*What the task requires*: Which lines of the records contain the word "ClientBuilder"? Show each of them.

◆ ◆ ◆ ◆ ◆ ◆ ◆

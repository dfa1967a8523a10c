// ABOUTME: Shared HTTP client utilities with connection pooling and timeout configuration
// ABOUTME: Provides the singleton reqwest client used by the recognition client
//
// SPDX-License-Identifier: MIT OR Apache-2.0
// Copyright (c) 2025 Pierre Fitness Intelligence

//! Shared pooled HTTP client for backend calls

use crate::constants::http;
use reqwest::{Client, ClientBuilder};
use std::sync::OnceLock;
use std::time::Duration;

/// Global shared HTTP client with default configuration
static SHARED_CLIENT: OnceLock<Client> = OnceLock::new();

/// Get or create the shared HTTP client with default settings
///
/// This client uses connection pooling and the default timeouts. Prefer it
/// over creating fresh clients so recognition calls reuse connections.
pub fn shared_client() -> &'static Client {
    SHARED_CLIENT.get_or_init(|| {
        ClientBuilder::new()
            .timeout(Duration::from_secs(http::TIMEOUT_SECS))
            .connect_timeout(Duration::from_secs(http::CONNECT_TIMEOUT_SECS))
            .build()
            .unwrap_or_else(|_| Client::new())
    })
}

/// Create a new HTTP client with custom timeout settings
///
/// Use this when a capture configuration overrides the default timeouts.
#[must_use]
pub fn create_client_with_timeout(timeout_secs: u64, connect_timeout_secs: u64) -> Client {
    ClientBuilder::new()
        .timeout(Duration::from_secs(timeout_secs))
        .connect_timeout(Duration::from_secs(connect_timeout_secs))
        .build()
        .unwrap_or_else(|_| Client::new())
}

◆ ◆ ◆ ◆ ◆ ◆ ◆

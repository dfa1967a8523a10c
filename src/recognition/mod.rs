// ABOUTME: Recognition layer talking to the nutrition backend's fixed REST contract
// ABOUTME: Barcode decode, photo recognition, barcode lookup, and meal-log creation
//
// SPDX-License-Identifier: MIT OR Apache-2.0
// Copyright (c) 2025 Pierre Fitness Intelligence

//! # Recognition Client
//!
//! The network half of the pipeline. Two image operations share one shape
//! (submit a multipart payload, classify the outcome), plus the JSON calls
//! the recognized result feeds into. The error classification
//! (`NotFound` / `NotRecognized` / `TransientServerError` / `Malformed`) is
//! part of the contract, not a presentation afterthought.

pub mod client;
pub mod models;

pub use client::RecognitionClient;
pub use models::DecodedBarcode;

◆ ◆ ◆ ◆ ◆ ◆ ◆

*Response box*:
use reqwest::{Client, ClientBuilder};
        ClientBuilder::new()
    ClientBuilder::new()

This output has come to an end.